:: Activity ::
Return the number of lines below with "dropped" in them, and nothing else.

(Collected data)

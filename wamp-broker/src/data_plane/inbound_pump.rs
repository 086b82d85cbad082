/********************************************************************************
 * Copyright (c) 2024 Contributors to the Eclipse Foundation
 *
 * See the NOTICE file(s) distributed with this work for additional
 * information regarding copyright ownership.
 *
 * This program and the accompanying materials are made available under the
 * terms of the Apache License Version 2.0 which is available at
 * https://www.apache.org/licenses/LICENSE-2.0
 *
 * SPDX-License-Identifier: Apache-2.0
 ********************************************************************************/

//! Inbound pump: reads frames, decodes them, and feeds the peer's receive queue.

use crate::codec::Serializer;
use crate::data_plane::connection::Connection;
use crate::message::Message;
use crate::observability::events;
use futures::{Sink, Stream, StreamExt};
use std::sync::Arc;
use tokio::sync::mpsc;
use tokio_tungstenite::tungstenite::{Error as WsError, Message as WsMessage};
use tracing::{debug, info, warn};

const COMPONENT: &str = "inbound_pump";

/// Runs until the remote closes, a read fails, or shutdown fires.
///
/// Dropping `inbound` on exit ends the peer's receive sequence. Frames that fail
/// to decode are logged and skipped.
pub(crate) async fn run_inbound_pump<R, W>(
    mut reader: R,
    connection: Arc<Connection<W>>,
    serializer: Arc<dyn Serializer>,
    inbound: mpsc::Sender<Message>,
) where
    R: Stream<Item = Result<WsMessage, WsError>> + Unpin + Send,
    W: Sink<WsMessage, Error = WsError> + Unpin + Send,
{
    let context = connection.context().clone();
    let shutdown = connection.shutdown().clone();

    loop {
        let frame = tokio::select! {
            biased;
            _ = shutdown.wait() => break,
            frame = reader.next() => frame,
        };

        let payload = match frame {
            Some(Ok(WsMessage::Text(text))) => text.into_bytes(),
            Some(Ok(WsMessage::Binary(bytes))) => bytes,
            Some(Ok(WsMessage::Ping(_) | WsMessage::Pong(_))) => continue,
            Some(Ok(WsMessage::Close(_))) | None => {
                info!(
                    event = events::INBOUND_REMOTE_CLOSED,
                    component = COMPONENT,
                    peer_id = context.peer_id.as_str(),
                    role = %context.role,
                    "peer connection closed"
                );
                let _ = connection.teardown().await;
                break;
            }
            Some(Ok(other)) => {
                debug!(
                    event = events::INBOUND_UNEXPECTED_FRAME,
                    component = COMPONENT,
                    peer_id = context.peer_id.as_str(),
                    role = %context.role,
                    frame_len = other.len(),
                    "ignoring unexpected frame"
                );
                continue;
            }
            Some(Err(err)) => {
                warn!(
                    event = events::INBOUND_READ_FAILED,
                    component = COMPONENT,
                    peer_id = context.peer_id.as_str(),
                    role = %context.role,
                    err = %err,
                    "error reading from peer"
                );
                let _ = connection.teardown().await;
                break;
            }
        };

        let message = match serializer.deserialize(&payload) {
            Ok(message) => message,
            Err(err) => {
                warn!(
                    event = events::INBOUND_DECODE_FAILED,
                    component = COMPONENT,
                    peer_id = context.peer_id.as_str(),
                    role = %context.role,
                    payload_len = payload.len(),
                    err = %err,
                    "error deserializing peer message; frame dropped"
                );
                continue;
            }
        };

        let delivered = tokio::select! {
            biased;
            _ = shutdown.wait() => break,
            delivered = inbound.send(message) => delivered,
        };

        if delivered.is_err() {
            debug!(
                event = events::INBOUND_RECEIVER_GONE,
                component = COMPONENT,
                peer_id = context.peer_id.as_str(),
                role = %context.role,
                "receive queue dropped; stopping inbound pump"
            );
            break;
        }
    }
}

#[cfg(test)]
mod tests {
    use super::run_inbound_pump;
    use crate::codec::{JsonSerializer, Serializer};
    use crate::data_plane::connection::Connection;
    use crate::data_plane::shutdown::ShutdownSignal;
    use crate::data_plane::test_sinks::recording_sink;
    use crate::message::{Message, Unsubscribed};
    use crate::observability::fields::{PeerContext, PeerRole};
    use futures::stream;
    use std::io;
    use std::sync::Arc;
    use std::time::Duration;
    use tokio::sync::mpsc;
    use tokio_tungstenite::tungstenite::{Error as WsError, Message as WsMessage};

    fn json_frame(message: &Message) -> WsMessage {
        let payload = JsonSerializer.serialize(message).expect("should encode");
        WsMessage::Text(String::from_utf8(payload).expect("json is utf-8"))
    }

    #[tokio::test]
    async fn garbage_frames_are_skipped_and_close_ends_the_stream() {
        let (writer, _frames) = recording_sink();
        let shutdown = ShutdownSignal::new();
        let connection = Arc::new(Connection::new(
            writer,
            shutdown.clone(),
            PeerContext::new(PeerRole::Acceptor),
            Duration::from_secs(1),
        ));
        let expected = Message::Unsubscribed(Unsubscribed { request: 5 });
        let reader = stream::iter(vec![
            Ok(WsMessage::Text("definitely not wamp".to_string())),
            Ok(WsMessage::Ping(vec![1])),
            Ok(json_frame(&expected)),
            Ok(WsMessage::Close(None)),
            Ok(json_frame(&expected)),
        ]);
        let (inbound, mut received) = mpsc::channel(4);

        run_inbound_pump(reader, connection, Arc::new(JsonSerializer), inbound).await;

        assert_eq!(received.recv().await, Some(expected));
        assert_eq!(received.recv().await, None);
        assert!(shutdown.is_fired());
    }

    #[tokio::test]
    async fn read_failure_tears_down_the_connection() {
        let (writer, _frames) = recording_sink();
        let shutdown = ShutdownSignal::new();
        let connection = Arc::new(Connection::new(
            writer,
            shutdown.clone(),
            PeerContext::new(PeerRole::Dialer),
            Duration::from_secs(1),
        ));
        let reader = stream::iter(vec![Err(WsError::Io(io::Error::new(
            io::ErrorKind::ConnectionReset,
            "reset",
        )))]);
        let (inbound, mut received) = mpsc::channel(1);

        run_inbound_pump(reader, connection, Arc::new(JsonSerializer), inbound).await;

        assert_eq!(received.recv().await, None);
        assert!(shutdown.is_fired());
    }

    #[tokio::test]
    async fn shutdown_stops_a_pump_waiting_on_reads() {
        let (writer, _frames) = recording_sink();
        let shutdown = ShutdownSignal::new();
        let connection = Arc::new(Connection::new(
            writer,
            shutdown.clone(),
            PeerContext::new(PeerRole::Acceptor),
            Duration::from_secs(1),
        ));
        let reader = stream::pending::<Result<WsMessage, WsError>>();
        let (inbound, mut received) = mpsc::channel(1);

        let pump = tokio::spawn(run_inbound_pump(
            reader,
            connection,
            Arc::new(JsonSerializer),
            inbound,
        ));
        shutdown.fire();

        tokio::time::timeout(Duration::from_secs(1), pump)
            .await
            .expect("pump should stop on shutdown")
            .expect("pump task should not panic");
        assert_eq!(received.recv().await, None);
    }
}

:: Response to this task ::
2